I do other exercises too: stationary cycling, rowing and treadmill with some weight work. All necessary because I enjoy food!

I agree, but I wish I could caution my younger self about the risk of low back injuries from certain weightlifting activities

1) You can develop very strong lower back muscles (primarily the extensors), but don't challenge those muscles when they're nearing their endurance limit.

2) If your femurs are long relative to your tibia, don't try to force yourself to perform as heavy or with the same form and depth on squats, deadlifts, or cleans, as more normal folks. At low depth, your back will consistently be more parallel to the floor than upright, dramatically increasing shear across your spine.

Of course, it goes without saying that you shouldn't round your back excessively while bearing significant load, especially if it's far (horizontally) from your hips. It's not necessarily that a rounded back is automatically dangerous, but in general, if you're bracing your abdominal/back muscles (which will prevent rounding), you're less at risk of injury.

I started having pretty severe back pain in my early 20s - in my youth I really abused my body in some serious sports training.

The only thing that has helped is exercise. Strengthening your back (especially lower) is probably going to help more than anything else. Squats and deadlifts in particular.

Pull ups will do wonders as well.

You should lift weights, but you should also get a trainer to help show you how to do it correctly and safely. Don't just rely on pictures in books or on the net -- if you screw up your back or knees, it can be permanent and debilitating.

That being said, lifting weights is great for you, doesn't take much time (you can do a very complete job in 4 hours per week), and has significantly helped me with back pain.

At work, I try to remember to stand up and stretch periodically. Drinking a lot of water forces me to get up out my chair regularly and go for a short walk down the hall.

When not at work, I try to take care of my back by wearing a back brace when doing heavy work or home improvement tasks and try to remember to lift with my knees, not my back.

Look into the ideas and books of John Sarno. He believes that many chronic pain "syndromes" that resist treatment are actually psychological in origin.

I discovered Sarno when I came down with untreatable "RSI". Eventually I got better using his approach. My story is similar to Rachels (google for others):


Sarno originally worked with people who had chronic untreatable back pain.

All that said, if you're not getting any exercise I would try that first. But if you have tried that and a bunch of other things and nothing works, look at Sarno.

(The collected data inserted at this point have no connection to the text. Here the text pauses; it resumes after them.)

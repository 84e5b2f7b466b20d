//! 配置解析
//!
//! 支持 TOML（首选）与 JSON。

use std::path::Path;

use contracts::{ContractError, ReplayBlueprint};

/// 配置文件格式
#[derive(Debug, Clone, Copy, PartialEq, Eq)]
pub enum ConfigFormat {
    /// TOML（推荐）
    Toml,
    /// JSON
    Json,
}

impl ConfigFormat {
    /// 根据文件扩展名推断格式
    pub fn from_extension(ext: &str) -> Option<Self> {
        match ext.to_lowercase().as_str() {
            "toml" => Some(Self::Toml),
            "json" => Some(Self::Json),
            _ => None,
        }
    }

    /// 根据 `path` 的扩展名推断格式
    pub fn from_path(path: &Path) -> Result<Self, ContractError> {
        let ext = path
            .extension()
            .and_then(|e| e.to_str())
            .ok_or_else(|| ContractError::config_parse("cannot determine file format from extension"))?;
        Self::from_extension(ext)
            .ok_or_else(|| ContractError::config_parse(format!("unsupported config format: .{ext}")))
    }
}

pub fn parse_toml(content: &str) -> Result<ReplayBlueprint, ContractError> {
    toml::from_str(content).map_err(|e| ContractError::ConfigParse {
        message: format!("TOML parse error: {e}"),
        source: Some(Box::new(e)),
    })
}

pub fn parse_json(content: &str) -> Result<ReplayBlueprint, ContractError> {
    serde_json::from_str(content).map_err(|e| ContractError::ConfigParse {
        message: format!("JSON parse error: {e}"),
        source: Some(Box::new(e)),
    })
}

/// 按 `format` 解析
pub fn parse(content: &str, format: ConfigFormat) -> Result<ReplayBlueprint, ContractError> {
    match format {
        ConfigFormat::Toml => parse_toml(content),
        ConfigFormat::Json => parse_json(content),
    }
}
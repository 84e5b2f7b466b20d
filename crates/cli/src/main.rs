//! # NMEA Replay CLI
//!
//! Command line entry point.
//!
//! Provides:
//! - Configuration loading, overrides and validation
//! - Replay orchestration and lifecycle management
//! - Graceful shutdown on Ctrl+C / SIGTERM

mod cli;
mod commands;
mod config;
mod error;
mod pipeline;

use anyhow::Result;
use clap::Parser;
use observability::{LogFormat, ObservabilityConfig};
use tracing::info;

use cli::{Cli, Commands};
use commands::{run_info, run_pipeline, run_validate};

#[tokio::main]
async fn main() -> Result<()> {
    // Load .env file if present
    dotenvy::dotenv().ok();

    let cli = Cli::parse();

    init_logging(&cli)?;

    info!(version = env!("CARGO_PKG_VERSION"), "NMEA Replay starting");

    let result = match &cli.command {
        Commands::Run(args) => run_pipeline(args).await,
        Commands::Validate(args) => run_validate(args),
        Commands::Info(args) => run_info(args),
    };

    if let Err(ref e) = result {
        tracing::error!(error = format!("{e:#}"), "Command failed");
    }

    result
}

/// Initialize logging based on CLI options
///
/// `RUST_LOG` takes precedence over `-v` / `-q`.
fn init_logging(cli: &Cli) -> Result<()> {
    let default_log_level = if cli.quiet {
        "warn"
    } else {
        match cli.verbose {
            0 => "info",
            1 => "debug",
            _ => "trace",
        }
    };

    let log_format = match cli.log_format {
        cli::LogFormat::Json => LogFormat::Json,
        cli::LogFormat::Pretty => LogFormat::Pretty,
        cli::LogFormat::Compact => LogFormat::Compact,
    };

    observability::init_with_config(ObservabilityConfig {
        log_format,
        // The exporter is installed by `run` once the configuration is known
        metrics_port: None,
        default_log_level: default_log_level.to_string(),
    })
}
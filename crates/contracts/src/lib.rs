//! # Contracts
//!
//! Shared data structures and traits for the replay pipeline.
//! Every other crate in the workspace depends on this one; it depends on none of them.
//!
//! ## Time Model
//! - Sentences carry only a time of day (`HHMMSS[.fff]`)
//! - The calendar date always comes from the configured interval start
//! - Buckets are one second wide and indexed by offset from the interval start

mod blueprint;
mod broker;
mod error;
mod interval;
mod message;
mod sentence;
mod sink;

pub use blueprint::*;
pub use broker::{BrokerAddress, MQTT_PLAIN_PORT, MQTT_TLS_PORT};
pub use error::*;
pub use interval::{Interval, INTERVAL_FORMAT};
pub use message::OutboundMessage;
pub use sentence::Sentence;
pub use sink::*;
//! Bucket-by-bucket replay loop

use std::time::Duration;

use contracts::{OutboundMessage, ReplayBlueprint};
use dispatcher::SinkHandle;
use ingestion::TimeBucketIndex;
use observability::{record_bucket_replayed, record_pass_completed};
use serde::Serialize;
use tracing::{debug, info, instrument};

use crate::pacer::Pacer;
use crate::routing::{channel_suffix, destination_channel};
use crate::shutdown::ShutdownSignal;

/// Scheduler settings
#[derive(Debug, Clone, PartialEq, Eq)]
pub struct SchedulerConfig {
    /// Channel prefix, the `[id]` suffix is appended per message
    pub topic_prefix: String,
    /// Pause after each bucket
    pub pacing: Duration,
    /// Suffix for sentences without a tag
    pub default_channel: String,
    /// Stop after this many passes (`None` = until stopped)
    pub max_passes: Option<u64>,
}

impl SchedulerConfig {
    pub fn from_blueprint(blueprint: &ReplayBlueprint) -> Self {
        Self {
            topic_prefix: blueprint.sink.topic_prefix.clone(),
            pacing: blueprint.replay.pacing(),
            default_channel: blueprint.replay.default_channel.clone(),
            max_passes: blueprint.replay.max_passes,
        }
    }
}

impl Default for SchedulerConfig {
    fn default() -> Self {
        Self::from_blueprint(&ReplayBlueprint::default())
    }
}

/// Counters for a finished (or stopped) replay
#[derive(Debug, Clone, Copy, Default, PartialEq, Eq, Serialize)]
pub struct ReplayStats {
    /// Complete passes over the interval
    pub passes: u64,
    /// Buckets whose messages were handed to the sink
    pub buckets: u64,
    /// Pauses that ran to completion
    pub pacing_delays: u64,
    /// Messages accepted by the sink queue
    pub dispatched: u64,
    /// Messages the sink queue refused
    pub rejected: u64,
}

/// Replays an index against a sink, one bucket per pacing unit.
///
/// The index is borrowed read-only for the whole run.
#[derive(Debug)]
pub struct ReplayScheduler<'a> {
    index: &'a TimeBucketIndex,
    config: SchedulerConfig,
}

impl<'a> ReplayScheduler<'a> {
    pub fn new(index: &'a TimeBucketIndex, config: SchedulerConfig) -> Self {
        Self { index, config }
    }

    pub fn config(&self) -> &SchedulerConfig {
        &self.config
    }

    /// Hand every message of bucket `offset` to the sink in stored order.
    ///
    /// Never waits for the sink. Returns `(dispatched, rejected)`.
    pub fn dispatch_bucket(&self, offset: usize, handle: &SinkHandle) -> (u64, u64) {
        let Some(bucket) = self.index.bucket(offset) else {
            return (0, 0);
        };

        let mut dispatched = 0;
        let mut rejected = 0;
        for sentence in bucket {
            let suffix = channel_suffix(sentence.as_str(), &self.config.default_channel);
            let channel = destination_channel(&self.config.topic_prefix, suffix);
            if handle.try_send(OutboundMessage::new(channel, sentence.clone())) {
                dispatched += 1;
            } else {
                rejected += 1;
            }
        }
        (dispatched, rejected)
    }

    /// Loop over all buckets until stopped or `max_passes` is reached.
    ///
    /// The stop signal is checked before each bucket and raced against every
    /// pause, so at most one bucket is dispatched after a stop request.
    #[instrument(
        name = "replay_scheduler_run",
        skip_all,
        fields(buckets = self.index.len(), sink = handle.name())
    )]
    pub async fn run<P: Pacer>(
        &self,
        handle: &SinkHandle,
        pacer: &mut P,
        mut shutdown: ShutdownSignal,
    ) -> ReplayStats {
        let mut stats = ReplayStats::default();
        let interval = self.index.interval();

        info!(
            start = %interval.start(),
            end = %interval.end(),
            messages = self.index.message_count(),
            pacing = ?self.config.pacing,
            "Starting replay"
        );

        'replay: loop {
            for offset in 0..self.index.len() {
                if shutdown.is_stopped() {
                    break 'replay;
                }

                let (dispatched, rejected) = self.dispatch_bucket(offset, handle);
                stats.dispatched += dispatched;
                stats.rejected += rejected;
                stats.buckets += 1;
                record_bucket_replayed(offset, (dispatched + rejected) as usize);
                debug!(
                    second = %interval.second_at(offset),
                    offset,
                    dispatched,
                    rejected,
                    "Bucket replayed"
                );

                tokio::select! {
                    _ = pacer.pause(self.config.pacing) => stats.pacing_delays += 1,
                    _ = shutdown.stopped() => break 'replay,
                }
            }

            stats.passes += 1;
            record_pass_completed(stats.passes);
            info!(pass = stats.passes, dispatched = stats.dispatched, "Pass complete");

            if self.config.max_passes.is_some_and(|max| stats.passes >= max) {
                break;
            }
        }

        info!(
            passes = stats.passes,
            buckets = stats.buckets,
            dispatched = stats.dispatched,
            rejected = stats.rejected,
            "Replay stopped"
        );
        stats
    }
}
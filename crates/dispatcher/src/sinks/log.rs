//! LogSink - writes every message to the log instead of a broker

use contracts::{ContractError, MessageSink, OutboundMessage};
use tracing::{debug, info, instrument};

/// Sink that logs messages for dry runs and debugging
pub struct LogSink {
    name: String,
    count: u64,
}

impl LogSink {
    /// Create a new LogSink with the given name
    pub fn new(name: impl Into<String>) -> Self {
        Self {
            name: name.into(),
            count: 0,
        }
    }

    /// Messages logged so far
    pub fn count(&self) -> u64 {
        self.count
    }
}

impl MessageSink for LogSink {
    fn name(&self) -> &str {
        &self.name
    }

    #[instrument(
        name = "log_sink_publish",
        skip(self, message),
        fields(sink = %self.name, channel = %message.channel)
    )]
    async fn publish(&mut self, message: &OutboundMessage) -> Result<(), ContractError> {
        self.count += 1;
        info!(
            sink = %self.name,
            channel = %message.channel,
            payload = %message.payload,
            "Message"
        );
        Ok(())
    }

    #[instrument(name = "log_sink_flush", skip(self))]
    async fn flush(&mut self) -> Result<(), ContractError> {
        // Nothing buffered
        Ok(())
    }

    #[instrument(name = "log_sink_close", skip(self))]
    async fn close(&mut self) -> Result<(), ContractError> {
        debug!(sink = %self.name, messages = self.count, "LogSink closed");
        Ok(())
    }
}

#[cfg(test)]
mod tests {
    use super::*;
    use contracts::Sentence;

    #[tokio::test]
    async fn test_log_sink_publish_counts() {
        let mut sink = LogSink::new("test_log");
        let message = OutboundMessage::new("producers/mycar/data/track", Sentence::from("$GPGGA*47"));

        assert!(sink.publish(&message).await.is_ok());
        assert!(sink.publish(&message).await.is_ok());
        assert_eq!(sink.count(), 2);
        assert!(sink.close().await.is_ok());
    }

    #[tokio::test]
    async fn test_log_sink_name() {
        let sink = LogSink::new("my_logger");
        assert_eq!(sink.name(), "my_logger");
    }
}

I read Sarno when I was suffering from "carpal tunnel" like symptoms that wouldn't heal. I didn't believe his claims, but his argument about the possibility of self-perpetuating psychosomatic pain made me put more effort into being happy, which was valuable.

In cases where you have inflamed or slipped disks pushing on the spinal nerve (e.g. sciatica), Sarno is completely inappropriate.

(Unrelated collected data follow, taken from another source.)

//! ReplayBlueprint - Config Loader 输出
//!
//! 描述完整的回放：源日志、时间区间、sink 端点、节拍。
//! 所有字段均有默认值，空文件（或没有文件）也是合法配置。

use serde::{Deserialize, Serialize};
use std::path::PathBuf;
use std::time::Duration;
use validator::Validate;

use crate::{ContractError, Interval};

pub const DEFAULT_SOURCE_PATH: &str = "./mosaic.txt";
pub const DEFAULT_INTERVAL_START: &str = "2023-09-21 07:40:56";
pub const DEFAULT_INTERVAL_END: &str = "2023-09-21 07:59:00";
pub const DEFAULT_BROKER: &str = "tcp://localhost:1883";
pub const DEFAULT_TOPIC_PREFIX: &str = "producers/mycar/data";
pub const DEFAULT_USERNAME: &str = "admin";
pub const DEFAULT_PASSWORD: &str = "admin";
/// 语句不带 `[id]` 标签时使用的通道后缀
pub const DEFAULT_CHANNEL: &str = "track";

/// 配置版本
#[derive(Debug, Clone, Copy, PartialEq, Eq, Default, Serialize, Deserialize)]
pub enum ConfigVersion {
    #[default]
    V1,
}

/// 完整回放配置
#[derive(Debug, Clone, Default, Serialize, Deserialize, Validate)]
#[serde(default)]
pub struct ReplayBlueprint {
    /// 配置版本
    pub version: ConfigVersion,

    /// 语句来源
    #[validate(nested)]
    pub source: SourceConfig,

    /// 语句去向
    #[validate(nested)]
    pub sink: SinkConfig,

    /// 节拍与路由
    #[validate(nested)]
    pub replay: ReplaySettings,
}

/// 源日志及其回放区间
#[derive(Debug, Clone, Serialize, Deserialize, Validate)]
#[serde(default)]
pub struct SourceConfig {
    /// 录制的语句日志 (UTF-8 文本)
    pub path: PathBuf,

    #[validate(nested)]
    pub interval: IntervalConfig,
}

impl Default for SourceConfig {
    fn default() -> Self {
        Self {
            path: PathBuf::from(DEFAULT_SOURCE_PATH),
            interval: IntervalConfig::default(),
        }
    }
}

/// 配置中书写的区间边界，`YYYY-MM-DD HH:MM:SS`
#[derive(Debug, Clone, Serialize, Deserialize, Validate)]
#[serde(default)]
pub struct IntervalConfig {
    #[validate(length(min = 1))]
    pub start: String,

    #[validate(length(min = 1))]
    pub end: String,
}

impl Default for IntervalConfig {
    fn default() -> Self {
        Self {
            start: DEFAULT_INTERVAL_START.to_string(),
            end: DEFAULT_INTERVAL_END.to_string(),
        }
    }
}

impl IntervalConfig {
    /// 解析为经过校验的 [`Interval`]
    pub fn to_interval(&self) -> Result<Interval, ContractError> {
        Interval::parse(&self.start, &self.end)
    }
}

/// Sink 类型
#[derive(Debug, Clone, Copy, PartialEq, Eq, Default, Serialize, Deserialize)]
#[serde(rename_all = "snake_case")]
pub enum SinkKind {
    /// MQTT broker (QoS 1)
    #[default]
    Mqtt,
    /// 仅输出到 Tracing 日志，不连接 broker
    Log,
}

/// Sink 端点配置
#[derive(Debug, Clone, Serialize, Deserialize, Validate)]
#[serde(default)]
pub struct SinkConfig {
    /// Sink 类型
    pub kind: SinkKind,

    /// Broker 地址，`scheme://host[:port]`
    #[validate(length(min = 1))]
    pub broker: String,

    /// 用户名为空时不进行认证
    pub username: String,

    #[serde(skip_serializing)]
    pub password: String,

    /// 目标通道前缀；后缀按消息推导
    #[validate(length(min = 1))]
    pub topic_prefix: String,

    #[validate(length(min = 1))]
    pub client_id: String,

    #[validate(range(min = 5))]
    pub keep_alive_secs: u64,

    #[validate(range(min = 1))]
    pub connect_timeout_secs: u64,

    /// 调度器与 sink worker 之间的队列容量
    #[validate(range(min = 1))]
    pub queue_capacity: usize,

    /// QoS 1 发布等待 PUBACK 的最长时间
    #[validate(range(min = 1))]
    pub ack_timeout_secs: u64,

    /// 关闭时等待 broker 会话结束的最长时间
    pub drain_timeout_secs: u64,
}

impl Default for SinkConfig {
    fn default() -> Self {
        Self {
            kind: SinkKind::Mqtt,
            broker: DEFAULT_BROKER.to_string(),
            username: DEFAULT_USERNAME.to_string(),
            password: DEFAULT_PASSWORD.to_string(),
            topic_prefix: DEFAULT_TOPIC_PREFIX.to_string(),
            client_id: "nmea-replay".to_string(),
            keep_alive_secs: 5,
            connect_timeout_secs: 10,
            queue_capacity: 4096,
            ack_timeout_secs: 5,
            drain_timeout_secs: 5,
        }
    }
}

impl SinkConfig {
    pub fn uses_auth(&self) -> bool {
        !self.username.is_empty()
    }

    pub fn keep_alive(&self) -> Duration {
        Duration::from_secs(self.keep_alive_secs)
    }

    pub fn connect_timeout(&self) -> Duration {
        Duration::from_secs(self.connect_timeout_secs)
    }

    pub fn ack_timeout(&self) -> Duration {
        Duration::from_secs(self.ack_timeout_secs)
    }

    pub fn drain_timeout(&self) -> Duration {
        Duration::from_secs(self.drain_timeout_secs)
    }
}

/// 回放节拍与路由
#[derive(Debug, Clone, Serialize, Deserialize, Validate)]
#[serde(default)]
pub struct ReplaySettings {
    /// 相邻时间桶之间的实际等待时间
    #[validate(range(min = 1))]
    pub pacing_ms: u64,

    /// 不带 `[id]` 标签的语句使用的通道后缀
    #[validate(length(min = 1))]
    pub default_channel: String,

    /// 完成指定轮数后停止（缺省 = 运行直到取消）
    #[validate(range(min = 1))]
    pub max_passes: Option<u64>,
}

impl Default for ReplaySettings {
    fn default() -> Self {
        Self {
            pacing_ms: 1000,
            default_channel: DEFAULT_CHANNEL.to_string(),
            max_passes: None,
        }
    }
}

impl ReplaySettings {
    pub fn pacing(&self) -> Duration {
        Duration::from_millis(self.pacing_ms)
    }
}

Of course, bulging or not-perfectly straight disks in an MRI or xray do not mean the pain should be solved by an operation - most symptom free people have some irregularities that will show up.

Stuart McGill's http://www.amazon.com/Low-Back-Disorders-Evidence-based-Reha... is a good textbook. It's not for the layperson looking for quick recommendations, but he does give some recommendations based on physical and computer models of the spine under various exercises (and traumas).

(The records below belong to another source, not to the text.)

//! Pipeline orchestrator - index, connect, replay, drain.

use std::time::Instant;

use contracts::ReplayBlueprint;
use dispatcher::connect_sink;
use ingestion::TimeBucketIndex;
use observability::record_index_built;
use replay_engine::{ReplayScheduler, SchedulerConfig, ShutdownSignal, TokioPacer};
use tracing::{error, info, instrument, warn};

use super::{IndexSummary, PipelineStats};
use crate::error::{CliError, Result};

/// Pipeline configuration
#[derive(Debug, Clone)]
pub struct PipelineConfig {
    /// Effective replay configuration
    pub blueprint: ReplayBlueprint,

    /// Metrics server port (None = disabled)
    pub metrics_port: Option<u16>,
}

/// Load the configured sentence log into a bucket index and record its stats.
#[instrument(name = "build_index", skip(blueprint), fields(path = %blueprint.source.path.display()))]
pub fn build_index(blueprint: &ReplayBlueprint) -> Result<TimeBucketIndex> {
    let index = TimeBucketIndex::from_source(&blueprint.source)?;
    let stats = index.stats();

    record_index_built(
        stats.candidates,
        stats.without_timestamp,
        stats.out_of_range,
        index.len(),
        stats.non_empty_buckets,
    );

    if stats.indexed == 0 {
        warn!(
            candidates = stats.candidates,
            "No sentence falls inside the interval, replay will only pace"
        );
    }

    Ok(index)
}

/// Main pipeline orchestrator
pub struct Pipeline {
    config: PipelineConfig,
}

impl Pipeline {
    /// Create a new pipeline with the given configuration
    pub fn new(config: PipelineConfig) -> Self {
        Self { config }
    }

    /// Build the index, connect the sink and replay until `shutdown` fires
    /// or the configured number of passes completes.
    ///
    /// # Errors
    /// Unreadable source log or failed initial connection.
    pub async fn run(self, shutdown: ShutdownSignal) -> Result<PipelineStats> {
        let start_time = Instant::now();
        let blueprint = &self.config.blueprint;

        if let Some(port) = self.config.metrics_port {
            observability::init_metrics_only(port).map_err(CliError::Metrics)?;
            info!("Metrics endpoint available on port {}", port);
        }

        let index = build_index(blueprint)?;

        info!(
            broker = %blueprint.sink.broker,
            kind = ?blueprint.sink.kind,
            "Connecting sink..."
        );
        let handle = connect_sink(&blueprint.sink).await.map_err(|e| {
            error!(broker = %blueprint.sink.broker, error = %e, "Connection failed");
            CliError::connection(&blueprint.sink.broker, e)
        })?;

        let scheduler = ReplayScheduler::new(&index, SchedulerConfig::from_blueprint(blueprint));
        let replay = scheduler.run(&handle, &mut TokioPacer, shutdown).await;

        info!(queued = handle.metrics().queue_len(), "Draining sink");
        let delivery = handle.shutdown().await;

        Ok(PipelineStats {
            index: IndexSummary::from_index(&blueprint.source.path, &index),
            replay,
            delivery,
            duration: start_time.elapsed(),
        })
    }
}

In a vulnerable state (from athletic wear and tear), I've incurred unexpected sharp nerve compression pain (feeling like part of my spine crunching against the nerve, maybe some minor lumbar disk slip) from things like kicking a lid shut on a trash can, or crouching down to open a cabinet - in those cases, conscious bracing (or just being more cautious when not feeling 100%) would likely have avoided the irritation altogether.

Those minor tweaks have always resulted in at least a few days or weeks of pain, which seems a little ridiculous, but one of the unfortunate things about back pain (not muscle strain or soreness, but actual spinal soft tissue incidents) is the increased likelihood of reinjury later in life. For many of us, there's a direct and obvious spinal trauma causing a few weeks or months of injury, followed by seemingly normal function, but with (lifelong?) heightened risk of reinjury from more minor strains.

I'm going to have to go with the AOL comment on this one. I had both upper and lower back pain. A proper understanding of how my back can get pulled into awkward positions and what stretches/posture corrections are necessary to prevent this has eliminated it thus far without having to make any equipment changes (buying new chairs, desk trays, etc.).

Tim Ferris also recommends changing your shoes (http://www.fourhourworkweek.com/blog/2009/05/07/vibram-five-...) or your chair (http://www.fourhourworkweek.com/blog/2009/01/27/office-chair...) if stretches/exercise doesn't cut it for you.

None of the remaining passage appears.